Graphene is an emerging nanomaterial increasingly being used in electrochemical biosensing applications owing to its high surface area, excellent conductivity, ease of functionalization, and superior electrocatalytic properties compared to other carbon-based electrodes and nanomaterials, enabling faster electron transfer kinetics and higher sensitivity. Graphene electrochemical biosensors may have the potential to enable the rapid, sensitive, and low-cost detection of cancer biomarkers. This paper reviews early-stage research and proof-of-concept studies on the development of graphene electrochemical biosensors for potential future cancer diagnostic applications.

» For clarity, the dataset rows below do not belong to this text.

//! Request handlers for the `/wapi/<version>` resources.

use axum::extract::rejection::JsonRejection;
use axum::extract::{Path, Query, State};
use axum::http::StatusCode;
use axum::Json;
use serde::de::DeserializeOwned;
use serde::Deserialize;
use serde_json::{json, Map, Value};
use tracing::{debug, info};

use crate::error::ApiError;
use crate::store::{
    Allocation, DnsRecord, Filters, FixedAddress, Network, Range, RecordType, Ref, SharedStore,
    Stored,
};

/// A JSON body, or the reason it could not be read.
pub type Body = Result<Json<Value>, JsonRejection>;
type Created<T> = Result<(StatusCode, Json<Stored<T>>), ApiError>;

/// Unpack a JSON object body and check that `required` fields carry a value.
///
/// Absent, `null` and empty-string fields all count as missing.
fn require(body: Body, required: &[&str]) -> Result<Map<String, Value>, ApiError> {
    let object = match body {
        Ok(Json(Value::Object(object))) => object,
        Ok(Json(_)) => Map::new(),
        Err(rejection) => return Err(ApiError::BadRequest(rejection.body_text())),
    };

    let missing: Vec<String> = required
        .iter()
        .filter(|field| match object.get(**field) {
            None | Some(Value::Null) => true,
            Some(Value::String(s)) => s.is_empty(),
            Some(_) => false,
        })
        .map(|field| field.to_string())
        .collect();

    if missing.is_empty() {
        Ok(object)
    } else {
        debug!(?missing, "rejecting request with missing fields");
        Err(ApiError::MissingFields(missing))
    }
}

fn parse<T: DeserializeOwned>(object: Map<String, Value>) -> Result<T, ApiError> {
    serde_json::from_value(Value::Object(object)).map_err(|e| ApiError::BadRequest(e.to_string()))
}

fn created<T>(stored: Stored<T>) -> Created<T> {
    Ok((StatusCode::CREATED, Json(stored)))
}

pub async fn health() -> Json<Value> {
    Json(json!({ "status": "ok", "service": "Mock WAPI" }))
}

pub fn wapi_info(version: &str) -> Json<Value> {
    Json(json!({ "version": version.trim_start_matches('v'), "type": "mock" }))
}

pub async fn not_found() -> ApiError {
    ApiError::NotFound("Not found".into())
}

pub async fn method_not_allowed() -> ApiError {
    ApiError::MethodNotAllowed
}

#[derive(Deserialize)]
struct DnsRecordBody {
    name: Option<String>,
    ipv4addr: Option<String>,
    ipv6addr: Option<String>,
    canonical: Option<String>,
    ptrdname: Option<String>,
    comment: Option<String>,
    ttl: Option<u32>,
}

impl DnsRecordBody {
    /// Keep only the fields that belong to `record_type`.
    fn into_record(self, record_type: RecordType) -> DnsRecord {
        let mut record = DnsRecord {
            record_type,
            comment: self.comment,
            ttl: self.ttl,
            ..DnsRecord::default()
        };
        match record_type {
            RecordType::A => {
                record.name = self.name;
                record.ipv4addr = self.ipv4addr;
            }
            RecordType::Aaaa => {
                record.name = self.name;
                record.ipv6addr = self.ipv6addr;
            }
            RecordType::Cname => {
                record.name = self.name;
                record.canonical = self.canonical;
            }
            RecordType::Ptr => {
                record.ipv4addr = self.ipv4addr;
                record.ptrdname = self.ptrdname;
            }
        }
        record
    }
}

pub async fn list_dns_records(
    State(store): State<SharedStore>,
    Query(filters): Query<Filters>,
    record_type: RecordType,
) -> Json<Vec<Stored<DnsRecord>>> {
    Json(store.read().await.dns_records(record_type, &filters))
}

pub async fn create_dns_record(
    State(store): State<SharedStore>,
    body: Body,
    record_type: RecordType,
) -> Created<DnsRecord> {
    let object = require(body, record_type.required_fields())?;
    let record = parse::<DnsRecordBody>(object)?.into_record(record_type);
    let stored = store.write().await.add_dns_record(record);
    info!(reference = %stored.reference, "created DNS record");
    created(stored)
}

pub async fn list_networks(
    State(store): State<SharedStore>,
    Query(filters): Query<Filters>,
) -> Json<Vec<Stored<Network>>> {
    Json(store.read().await.networks(&filters))
}

pub async fn create_network(State(store): State<SharedStore>, body: Body) -> Created<Network> {
    let network: Network = parse(require(body, &["network"])?)?;
    let stored = store.write().await.add_network(network)?;
    info!(reference = %stored.reference, "created network");
    created(stored)
}

pub async fn list_ranges(
    State(store): State<SharedStore>,
    Query(filters): Query<Filters>,
) -> Json<Vec<Stored<Range>>> {
    Json(store.read().await.ranges(&filters))
}

pub async fn create_range(State(store): State<SharedStore>, body: Body) -> Created<Range> {
    let range: Range = parse(require(body, &["start_ip", "end_ip", "network"])?)?;
    let stored = store.write().await.add_range(range)?;
    info!(reference = %stored.reference, "created DHCP range");
    created(stored)
}

pub async fn list_fixed_addresses(
    State(store): State<SharedStore>,
    Query(filters): Query<Filters>,
) -> Json<Vec<Stored<FixedAddress>>> {
    Json(store.read().await.fixed_addresses(&filters))
}

pub async fn create_fixed_address(
    State(store): State<SharedStore>,
    body: Body,
) -> Created<FixedAddress> {
    let fixed: FixedAddress = parse(require(body, &["ipv4addr", "mac"])?)?;
    let stored = store.write().await.add_fixed_address(fixed)?;
    info!(reference = %stored.reference, "created fixed address");
    created(stored)
}

#[derive(Deserialize)]
struct NextAvailableBody {
    network: String,
}

pub async fn next_available_ip(
    State(store): State<SharedStore>,
    body: Body,
) -> Result<Json<Value>, ApiError> {
    let NextAvailableBody { network } = parse(require(body, &["network"])?)?;
    let next = store.read().await.next_available_ip(&network);
    match next {
        Some(ip) => {
            debug!(%network, %ip, "next available IP");
            Ok(Json(json!({ "ipv4addr": ip.to_string() })))
        }
        None => Err(ApiError::NotFound("No available IPs".into())),
    }
}

#[derive(Deserialize)]
struct AllocateBody {
    ip_address: String,
    network: String,
    #[serde(default)]
    names: Vec<String>,
    comment: Option<String>,
}

pub async fn list_allocations(
    State(store): State<SharedStore>,
    Query(filters): Query<Filters>,
) -> Json<Vec<Stored<Allocation>>> {
    Json(store.read().await.allocations(&filters))
}

pub async fn allocate_ip(State(store): State<SharedStore>, body: Body) -> Created<Allocation> {
    let body: AllocateBody = parse(require(body, &["ip_address", "network"])?)?;
    let stored = store.write().await.allocate_ip(
        &body.network,
        &body.ip_address,
        body.names,
        body.comment,
    )?;
    info!(reference = %stored.reference, "allocated IP");
    created(stored)
}

pub async fn delete_object(
    State(store): State<SharedStore>,
    Path(reference): Path<String>,
) -> Result<StatusCode, ApiError> {
    let reference = Ref::from(reference);
    if store.write().await.delete(&reference) {
        info!(%reference, "deleted object");
        Ok(StatusCode::NO_CONTENT)
    } else {
        Err(ApiError::NotFound(format!("{reference} not found")))
    }
}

Various graphene synthesis methods are outlined along with common functionalization approaches using polymers, biomolecules, nanomaterials, and synthetic chemistry to facilitate the immobilization of recognition elements and improve performance. Major sensor configurations including graphene field-effect transistors, graphene modified electrodes and nanocomposites, and 3D graphene networks are highlighted along with their principles of operation, advantages, and biosensing capabilities. Strategies for the immobilization of biorecognition elements like antibodies, aptamers, peptides, and DNA/RNA probes onto graphene platforms to impart target specificity are summarized. The use of nanomaterial labels, hybrid nanocomposites with graphene, and chemical modification for signal enhancement are also discussed. Examples are provided to illustrate applications for the sensitive electrochemical detection of a broad range of cancer biomarkers including proteins, circulating tumor cells, DNA mutations, non-coding RNAs like miRNA, metabolites, and glycoproteins. Current challenges and future opportunities are elucidated to guide ongoing efforts towards transitioning graphene biosensors from promising research lab tools into mainstream clinical practice. Continued research addressing issues with reproducibility, stability, selectivity, integration, clinical validation, and regulatory approval could enable wider adoption. Overall, graphene electrochemical biosensors present powerful and versatile platforms for cancer diagnosis at the point of care.